Motorola was purchased by Google in 2012 for a whopping $12.5 billion. While there wasn't much going on within the company in 2012, the next year we would see Motorola launch the Moto X with various customization options and the built in the US tag (which Google tried with the Nexus Q and failed) and also the budget king, Moto G.


But that didn't help, Motorola kept loosing money every quarter adding to Google's woes. The reason for Motorola's acquisition was its vast patent portfolio, but it seems Google may have just over-estimated its value. Moto's acquisition created a rift between Samsung and Google. Although Moto was never a serious competition, Samsung saw it as a way of Google trying to gain a spot as a hardware manufacturer. Samsung seemingly started to distance itself from Android and Google, creating its own competitive services and app store for the platform alongwith its own OS, Tizen, to get out of Google's grip.

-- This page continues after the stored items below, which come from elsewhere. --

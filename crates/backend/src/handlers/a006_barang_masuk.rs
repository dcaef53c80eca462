use axum::extract::{Path, Query};
use axum::Json;
use contracts::domain::a006_barang_masuk::dto::{
    BarangMasukDto, BarangMasukFilter, BarangMasukRow, BarangMasukView,
};
use contracts::shared::pagination::Paginated;
use serde_json::json;

use crate::domain::a006_barang_masuk;
use crate::shared::error::{AppError, AppResult};

fn parse_id(id: &str) -> Result<uuid::Uuid, AppError> {
    uuid::Uuid::parse_str(id).map_err(|_| AppError::BadRequest(format!("invalid id: {id}")))
}

/// GET /api/barang-masuk
pub async fn list(
    Query(filter): Query<BarangMasukFilter>,
) -> AppResult<Json<Paginated<BarangMasukRow>>> {
    Ok(Json(a006_barang_masuk::service::list(filter).await?))
}

/// GET /api/barang-masuk/:id, the nested detail view
pub async fn get_by_id(Path(id): Path<String>) -> AppResult<Json<BarangMasukView>> {
    let uuid = parse_id(&id)?;
    Ok(Json(a006_barang_masuk::service::view(uuid).await?))
}

/// POST /api/barang-masuk: create when `id` is absent, update otherwise
pub async fn upsert(Json(dto): Json<BarangMasukDto>) -> AppResult<Json<serde_json::Value>> {
    let id = a006_barang_masuk::service::save(dto).await?;
    Ok(Json(json!({ "id": id.to_string() })))
}

/// DELETE /api/barang-masuk/:id
pub async fn delete(Path(id): Path<String>) -> AppResult<()> {
    let uuid = parse_id(&id)?;
    if a006_barang_masuk::service::delete(uuid).await? {
        Ok(())
    } else {
        Err(AppError::NotFound)
    }
}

Samsung being the largest smartphone manufacturer in the world was someone Google didn't want to piss off. Recently both came into a pact where Samsung would tone down its own apps and skin on top of Android, and possibly Google will stop with its hardware ambitions, atleast in terms of smartphones. Another story which adds more credibility to this theory is, that Google is planning to retire the Nexus brand, instead you will have the flagship devices of a particular year available as Google Play Edition devices with the latest vanilla Android version.


The road ahead

Lenovo has been trying to dig its way into the smartphone market outside of China for quite some time. It tried to acquire BlackBerry , but regulators shot the deal down as Blackberry's are still the phone of choice for various Government agencies in the US and the thought of a Chinese company owning the brand sent a lot of National Security alarms.

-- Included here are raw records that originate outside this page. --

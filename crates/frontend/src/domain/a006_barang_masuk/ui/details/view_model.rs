use crate::domain::a006_barang_masuk::api;
use crate::shared::api_utils::SaveOutcome;
use crate::shared::date_utils::today_iso;
use contracts::domain::a004_lokasi::aggregate::LokasiId;
use contracts::domain::a005_model_barang::aggregate::ModelBarangId;
use contracts::domain::a006_barang_masuk::aggregate::BarangMasukId;
use contracts::domain::a006_barang_masuk::dto::{BarangMasukDetailDto, BarangMasukDto};
use contracts::enums::kondisi::Kondisi;
use contracts::shared::validation::ValidationErrors;
use leptos::prelude::*;
use leptos::task::spawn_local;

/// One editable detail line. Per-field signals keep keystrokes from
/// re-rendering the whole line list.
#[derive(Clone)]
pub struct LineForm {
    /// Stable render key for `<For>`
    pub key: u64,
    pub model_barang_id: RwSignal<Option<ModelBarangId>>,
    pub serial_number: RwSignal<String>,
    pub kondisi: RwSignal<Kondisi>,
}

impl LineForm {
    fn new(key: u64) -> Self {
        Self {
            key,
            model_barang_id: RwSignal::new(None),
            serial_number: RwSignal::new(String::new()),
            kondisi: RwSignal::new(Kondisi::default()),
        }
    }

    fn to_dto(&self) -> BarangMasukDetailDto {
        BarangMasukDetailDto {
            model_barang_id: self.model_barang_id.get_untracked(),
            serial_number: self.serial_number.get_untracked(),
            kondisi: self.kondisi.get_untracked(),
        }
    }
}

/// ViewModel of the create/edit page for incoming transactions
#[derive(Clone, Copy)]
pub struct BarangMasukFormViewModel {
    pub id: RwSignal<Option<BarangMasukId>>,
    pub tanggal: RwSignal<String>,
    pub asal_id: RwSignal<Option<LokasiId>>,
    pub lines: RwSignal<Vec<LineForm>>,
    pub errors: RwSignal<ValidationErrors>,
    pub error: RwSignal<Option<String>>,
    pub saving: RwSignal<bool>,
    pub loading: RwSignal<bool>,
    next_key: StoredValue<u64>,
}

impl BarangMasukFormViewModel {
    /// A create form starts with today's date and one empty line
    pub fn new() -> Self {
        let vm = Self {
            id: RwSignal::new(None),
            tanggal: RwSignal::new(today_iso()),
            asal_id: RwSignal::new(None),
            lines: RwSignal::new(Vec::new()),
            errors: RwSignal::new(ValidationErrors::new()),
            error: RwSignal::new(None),
            saving: RwSignal::new(false),
            loading: RwSignal::new(false),
            next_key: StoredValue::new(0),
        };
        vm.add_line();
        vm
    }

    fn take_key(&self) -> u64 {
        let key = self.next_key.get_value();
        self.next_key.set_value(key + 1);
        key
    }

    pub fn add_line(&self) {
        let line = LineForm::new(self.take_key());
        self.lines.update(|lines| lines.push(line));
    }

    pub fn remove_line(&self, key: u64) {
        self.lines.update(|lines| lines.retain(|l| l.key != key));
    }

    /// Load an existing transaction for editing
    pub fn load(&self, id: BarangMasukId) {
        let vm = *self;
        vm.loading.set(true);
        spawn_local(async move {
            match api::view(id).await {
                Ok(view) => {
                    vm.id.set(Some(view.id));
                    vm.tanggal.set(view.tanggal);
                    vm.asal_id.set(Some(view.asal.id));
                    let lines = view
                        .details
                        .iter()
                        .map(|d| {
                            let line = LineForm::new(vm.take_key());
                            line.model_barang_id.set(Some(d.model_barang_id));
                            line.serial_number.set(d.serial_number.clone());
                            line.kondisi.set(d.kondisi);
                            line
                        })
                        .collect();
                    vm.lines.set(lines);
                    vm.loading.set(false);
                }
                Err(e) => {
                    log::error!("Failed to load barang masuk: {}", e);
                    vm.error.set(Some(format!("Gagal memuat data: {}", e)));
                    vm.loading.set(false);
                }
            }
        });
    }

    fn to_dto(&self) -> BarangMasukDto {
        BarangMasukDto {
            id: self.id.get_untracked(),
            tanggal: self.tanggal.get_untracked(),
            asal_id: self.asal_id.get_untracked(),
            details: self
                .lines
                .with_untracked(|lines| lines.iter().map(LineForm::to_dto).collect()),
        }
    }

    pub fn save_command(&self, on_saved: Callback<()>) {
        if self.saving.get_untracked() {
            return;
        }
        let dto = self.to_dto();
        self.saving.set(true);
        self.errors.set(ValidationErrors::new());
        self.error.set(None);

        let errors = self.errors;
        let error = self.error;
        let saving = self.saving;
        spawn_local(async move {
            match api::save(&dto).await {
                Ok(SaveOutcome::Saved) => {
                    saving.set(false);
                    on_saved.run(());
                }
                Ok(SaveOutcome::Invalid(validation)) => {
                    saving.set(false);
                    errors.set(validation);
                }
                Err(e) => {
                    saving.set(false);
                    error.set(Some(format!("Gagal menyimpan: {}", e)));
                }
            }
        });
    }
}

With Motorola, Lenovo quite literally has the inventor of the cell phone at their behest. Moto is a world renowned brand and Moto G is shaping up to be a huge success for the company. Using Motorola's brand name and distribution circles, Lenovo would be able to introduce its own handsets in the US and UK, where it had failed previously.


At present it looks like the same deal IBM made back in 2005, where Lenovo purchased its PC unit and retained the ThinkPad name. Today Lenovo is one of the largest PC manufacturers in the world and the ThinkPad brand is still one of the best enterprise laptops out there. Motorola will indeed remain as a brand within the huge Lenovo Corporation, but it might just remain that. A niche unit which will fork out that one spunky smartphone each year or every alternate year, which will wow us, but we will still go with the Galaxy.